Records supplied: Begin

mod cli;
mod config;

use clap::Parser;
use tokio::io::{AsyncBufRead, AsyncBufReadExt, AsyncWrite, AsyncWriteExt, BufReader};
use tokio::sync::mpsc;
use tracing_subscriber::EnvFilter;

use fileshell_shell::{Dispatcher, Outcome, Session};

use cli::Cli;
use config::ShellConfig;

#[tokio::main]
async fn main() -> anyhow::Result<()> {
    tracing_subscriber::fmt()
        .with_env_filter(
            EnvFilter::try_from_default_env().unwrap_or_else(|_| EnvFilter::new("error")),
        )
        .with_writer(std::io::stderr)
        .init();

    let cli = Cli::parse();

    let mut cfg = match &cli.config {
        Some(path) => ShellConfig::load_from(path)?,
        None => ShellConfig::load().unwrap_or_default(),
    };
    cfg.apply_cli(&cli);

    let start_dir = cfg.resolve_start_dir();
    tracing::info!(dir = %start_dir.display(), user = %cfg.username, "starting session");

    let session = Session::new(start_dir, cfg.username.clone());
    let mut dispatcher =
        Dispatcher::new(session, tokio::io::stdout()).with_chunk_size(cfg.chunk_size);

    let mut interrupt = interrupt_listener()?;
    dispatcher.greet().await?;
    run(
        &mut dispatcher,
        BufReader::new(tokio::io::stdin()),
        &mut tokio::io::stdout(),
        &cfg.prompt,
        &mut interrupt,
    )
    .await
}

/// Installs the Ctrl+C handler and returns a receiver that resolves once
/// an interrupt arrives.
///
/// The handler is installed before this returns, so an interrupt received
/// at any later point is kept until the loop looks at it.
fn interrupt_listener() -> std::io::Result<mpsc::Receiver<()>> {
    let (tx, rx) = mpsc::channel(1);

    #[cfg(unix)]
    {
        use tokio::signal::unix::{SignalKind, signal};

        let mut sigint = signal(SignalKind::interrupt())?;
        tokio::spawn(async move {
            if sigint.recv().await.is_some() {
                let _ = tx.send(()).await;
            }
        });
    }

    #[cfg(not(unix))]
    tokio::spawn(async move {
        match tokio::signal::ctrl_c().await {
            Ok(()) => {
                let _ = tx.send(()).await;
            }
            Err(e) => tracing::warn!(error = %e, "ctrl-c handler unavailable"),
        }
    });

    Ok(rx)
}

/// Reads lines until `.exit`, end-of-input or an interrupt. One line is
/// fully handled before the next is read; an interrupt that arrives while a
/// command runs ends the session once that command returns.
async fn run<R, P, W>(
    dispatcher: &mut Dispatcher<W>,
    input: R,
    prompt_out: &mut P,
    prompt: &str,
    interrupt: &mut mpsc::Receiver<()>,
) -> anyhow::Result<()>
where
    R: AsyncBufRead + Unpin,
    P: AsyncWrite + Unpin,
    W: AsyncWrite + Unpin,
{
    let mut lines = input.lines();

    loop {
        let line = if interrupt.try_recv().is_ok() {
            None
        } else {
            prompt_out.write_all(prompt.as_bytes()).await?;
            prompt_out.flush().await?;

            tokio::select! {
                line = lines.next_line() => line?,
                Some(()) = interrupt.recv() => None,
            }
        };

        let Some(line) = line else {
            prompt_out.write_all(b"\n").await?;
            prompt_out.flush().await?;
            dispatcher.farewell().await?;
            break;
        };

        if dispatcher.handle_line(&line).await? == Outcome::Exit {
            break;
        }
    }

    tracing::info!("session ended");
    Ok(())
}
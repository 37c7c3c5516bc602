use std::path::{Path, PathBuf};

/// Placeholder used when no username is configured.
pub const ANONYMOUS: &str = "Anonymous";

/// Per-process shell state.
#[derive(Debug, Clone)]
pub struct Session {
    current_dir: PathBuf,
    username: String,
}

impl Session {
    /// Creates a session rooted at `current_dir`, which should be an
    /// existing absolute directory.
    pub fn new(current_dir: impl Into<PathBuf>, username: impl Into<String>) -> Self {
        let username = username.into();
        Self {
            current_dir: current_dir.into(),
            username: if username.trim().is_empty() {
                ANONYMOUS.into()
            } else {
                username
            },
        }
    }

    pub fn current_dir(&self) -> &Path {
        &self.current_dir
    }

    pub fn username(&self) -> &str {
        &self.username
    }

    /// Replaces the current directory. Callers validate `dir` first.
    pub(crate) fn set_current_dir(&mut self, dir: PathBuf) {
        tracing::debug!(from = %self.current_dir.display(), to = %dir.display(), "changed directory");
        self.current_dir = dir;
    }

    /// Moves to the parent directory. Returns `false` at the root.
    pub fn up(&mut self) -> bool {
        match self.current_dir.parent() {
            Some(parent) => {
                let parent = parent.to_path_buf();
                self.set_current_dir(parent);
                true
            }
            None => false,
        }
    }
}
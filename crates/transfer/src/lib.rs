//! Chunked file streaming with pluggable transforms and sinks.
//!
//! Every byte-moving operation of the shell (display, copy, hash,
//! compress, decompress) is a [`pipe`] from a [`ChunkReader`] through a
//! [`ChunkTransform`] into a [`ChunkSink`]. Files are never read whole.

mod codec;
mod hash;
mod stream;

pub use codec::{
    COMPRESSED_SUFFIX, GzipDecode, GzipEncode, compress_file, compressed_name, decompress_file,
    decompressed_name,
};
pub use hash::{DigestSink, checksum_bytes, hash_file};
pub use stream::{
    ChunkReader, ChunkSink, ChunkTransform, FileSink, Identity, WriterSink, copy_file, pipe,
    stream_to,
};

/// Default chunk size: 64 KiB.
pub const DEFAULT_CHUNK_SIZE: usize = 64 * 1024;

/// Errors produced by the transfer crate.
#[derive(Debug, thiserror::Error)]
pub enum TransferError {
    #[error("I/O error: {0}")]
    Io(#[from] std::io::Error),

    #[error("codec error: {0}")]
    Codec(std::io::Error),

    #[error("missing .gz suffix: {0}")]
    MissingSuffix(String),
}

Records supplied: End

# [The problem]
Go through the records above, find every line with the word "that", and list those lines.

# [Solved problem]
/// Installs the Ctrl+C handler and returns a receiver that resolves once
/// fully handled before the next is read; an interrupt that arrives while a
/// command runs ends the session once that command returns.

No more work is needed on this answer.